SEIS Spurned Despite Chancellor’s Investment Pledge

It’s not often the government guarantees investment – and turning down the chance to participate when Whitehall does seem churlish.

Seed Enterprise Investment Schemes (SEIS) are the cool, younger and sleeker version of the older and more staid Enterprise Investment Schemes (EIS).

Cooler, younger and sleeker implies a dash of risk and unreliability, but that’s not the case with SEIS.

For this tax year – which is counting down fast to end on April 5, 2013 – the government has pledged any money pumped in to SEIS by a top rate taxpayer is safer than houses.

How?
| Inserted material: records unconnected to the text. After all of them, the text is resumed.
use std::collections::BTreeMap;
use std::sync::Arc;

use axum::response::Response;
use chrono::{DateTime, Duration, TimeZone, Utc};
use serde_json::Value;

use crate::inventory::domain::{Property, PropertyDraft, PropertyId};
use crate::inventory::repository::{PropertyRepository, RepositoryError};
use crate::inventory::service::{InventoryService, InventorySettings};
use crate::inventory::store::InMemoryPropertyStore;
use crate::valuation::{
    Bedrooms, FeatureNormalizer, FeatureSet, Furnishing, InferenceError, ListingKind,
    NormalizerConfig, PriceModel, PricePredictor, PropertyType, PropertyValuation,
    ValuationEngine, ValuationPolicy,
};

pub(super) const MODEL_VERSION: &str = "per-sqm-test";
pub(super) const UNPRICED_CITY: &str = "Atlantis";

/// Prices every listing at a flat rate per square meter; knows no city called Atlantis.
pub(super) struct PerSquareMeterModel(pub(super) f64);

impl PriceModel for PerSquareMeterModel {
    fn version(&self) -> &str {
        MODEL_VERSION
    }

    fn estimate(&self, features: &FeatureSet) -> Result<f64, InferenceError> {
        if features.city == UNPRICED_CITY {
            return Err(InferenceError::UnseenCategory {
                field: "city",
                value: features.city.clone(),
            });
        }
        Ok(self.0 * features.surface_area)
    }
}

/// Atlantis is in the normalizer's vocabulary so the model itself gets to reject it.
pub(super) fn valuation_engine() -> Arc<ValuationEngine> {
    Arc::new(ValuationEngine::new(
        FeatureNormalizer::new(NormalizerConfig::with_cities(["Amman", "Irbid", UNPRICED_CITY])),
        PricePredictor::new(Arc::new(PerSquareMeterModel(1_000.0))),
        ValuationPolicy::default(),
    ))
}

pub(super) fn service_over<R>(repository: Arc<R>) -> InventoryService<R>
where
    R: PropertyRepository + 'static,
{
    InventoryService::new(repository, valuation_engine(), InventorySettings::default())
}

pub(super) fn seeded_service(
    properties: Vec<Property>,
) -> (InventoryService<InMemoryPropertyStore>, Arc<InMemoryPropertyStore>) {
    let store = Arc::new(InMemoryPropertyStore::with_properties(properties));
    (service_over(store.clone()), store)
}

pub(super) fn epoch() -> DateTime<Utc> {
    Utc.with_ymd_and_hms(2024, 1, 1, 0, 0, 0)
        .single()
        .expect("valid timestamp")
}

/// Unvalued Amman apartment created `id` days after the epoch.
pub(super) fn listing(id: u64) -> Property {
    Property {
        id: PropertyId(id),
        city: "Amman".to_string(),
        neighborhood: "Khalda".to_string(),
        property_type: PropertyType::Apartment,
        listing: ListingKind::Sale,
        surface_area: 120.0,
        bedrooms: Bedrooms::Count(3),
        bathrooms: 2,
        furnishing: Furnishing::Unfurnished,
        floor: None,
        price: 100_000.0,
        currency: "JOD".to_string(),
        location: None,
        description: String::new(),
        images: Vec::new(),
        created_at: epoch() + Duration::days(id as i64),
        valuation: None,
    }
}

/// Listing priced at `price` against a stored prediction of `predicted`.
pub(super) fn valued(id: u64, price: f64, predicted: f64) -> Property {
    let mut property = listing(id);
    property.price = price;
    property.valuation = Some(PropertyValuation {
        predicted_price: predicted,
        model_version: MODEL_VERSION.to_string(),
        assessment: ValuationPolicy::default().classify(Some(price), predicted),
    });
    property
}

pub(super) fn draft(city: &str, surface_area: f64, price: f64) -> PropertyDraft {
    PropertyDraft {
        id: None,
        city: city.to_string(),
        neighborhood: "Abdoun".to_string(),
        property_type: PropertyType::Apartment,
        listing: ListingKind::Sale,
        surface_area,
        bedrooms: Bedrooms::Count(2),
        bathrooms: 1,
        furnishing: Furnishing::Furnished,
        floor: Some("ground floor".to_string()),
        price,
        location: None,
        description: "Bright flat near the park".to_string(),
        images: vec!["a.jpg".to_string()],
        created_at: Some(epoch()),
    }
}

pub(super) fn params(pairs: &[(&str, &str)]) -> BTreeMap<String, String> {
    pairs
        .iter()
        .map(|(key, value)| (key.to_string(), value.to_string()))
        .collect()
}

pub(super) fn ids(properties: &[Property]) -> Vec<u64> {
    properties.iter().map(|property| property.id.0).collect()
}

/// Store whose listings disappear between the scan and the page fetch.
pub(super) struct VanishingRepository {
    pub(super) inner: InMemoryPropertyStore,
    pub(super) vanished: Vec<PropertyId>,
}

impl PropertyRepository for VanishingRepository {
    fn scan(&self) -> Result<Vec<Property>, RepositoryError> {
        self.inner.scan()
    }

    fn fetch(&self, id: PropertyId) -> Result<Option<Property>, RepositoryError> {
        if self.vanished.contains(&id) {
            return Ok(None);
        }
        self.inner.fetch(id)
    }

    fn fetch_many(&self, ids: &[PropertyId]) -> Result<Vec<Property>, RepositoryError> {
        let remaining: Vec<PropertyId> = ids
            .iter()
            .copied()
            .filter(|id| !self.vanished.contains(id))
            .collect();
        self.inner.fetch_many(&remaining)
    }

    fn insert(&self, id: Option<PropertyId>, property: Property) -> Result<Property, RepositoryError> {
        self.inner.insert(id, property)
    }

    fn update(&self, property: Property) -> Result<(), RepositoryError> {
        if self.vanished.contains(&property.id) {
            return Err(RepositoryError::NotFound);
        }
        self.inner.update(property)
    }

    fn delete(&self, id: PropertyId) -> Result<Property, RepositoryError> {
        self.inner.delete(id)
    }
}

pub(super) struct UnavailableRepository;

impl PropertyRepository for UnavailableRepository {
    fn scan(&self) -> Result<Vec<Property>, RepositoryError> {
        Err(RepositoryError::Unavailable("offline".to_string()))
    }

    fn fetch(&self, _id: PropertyId) -> Result<Option<Property>, RepositoryError> {
        Err(RepositoryError::Unavailable("offline".to_string()))
    }

    fn fetch_many(&self, _ids: &[PropertyId]) -> Result<Vec<Property>, RepositoryError> {
        Err(RepositoryError::Unavailable("offline".to_string()))
    }

    fn insert(&self, _id: Option<PropertyId>, _property: Property) -> Result<Property, RepositoryError> {
        Err(RepositoryError::Unavailable("offline".to_string()))
    }

    fn update(&self, _property: Property) -> Result<(), RepositoryError> {
        Err(RepositoryError::Unavailable("offline".to_string()))
    }

    fn delete(&self, _id: PropertyId) -> Result<Property, RepositoryError> {
        Err(RepositoryError::Unavailable("offline".to_string()))
    }
}

pub(super) async fn read_json_body(response: Response) -> Value {
    let body = axum::body::to_bytes(response.into_body(), 1024 * 1024)
        .await
        .expect("read body");
    serde_json::from_slice(&body).expect("json payload")
}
If the company utterly failed, 50% tax payers could end up with income tax and capital gains tax reliefs adding up to 103%.

100% guarantee

Of course, that collapse would have to happen in this tax year – but if the disaster was delayed until the next tax year, when those top rate tax payers will have a rate of 45%, they will stick pick up reliefs of slightly over 100%.

The calculation is not straightforward – the maximum reliefs come from 50% income tax relief on a maximum £100,000 SEIS investment in the tax year, plus a 28% CGT exemption on any assets sold in the year to finance the investment.

The only drawback with SEIS, according to critics, is the amount of money investors can put in – £100,000 in the tax year and a maximum £50,000 after that.

The cost of due diligence and setting up the deal on top of the investment can add up to a considerable amount. If the investor goes through a couple of abortive inquiries before settling on the right SEIS, this could end up as an expensive proposition.

White knight scheme

That’s why SEIS have got off to a stuttering start. A simple cost benefits analysis discourages investors and makes EIS or a venture capital trust (VCT) a better proposition.

Chancellor George Osborne envisaged SEIS as a white knight scheme to reinvigorate business funding.

The aim is for wealthy investors to bankroll start-ups still in research and development. These companies have no trading history and little chance of raising cash from traditional business funders, like banks.

Unfortunately, his vision is not shared by investors who care more for yields and returns rather than rose-tinted views of entrepreneurial partnerships and grand designs for the next Facebook or Google.

Osborne’s hope was that sponsoring investment in ideas would spark innovation in medicine, technology and creative media, but investors lack the confidence to put their money in SEIS in great amounts despite the guarantees.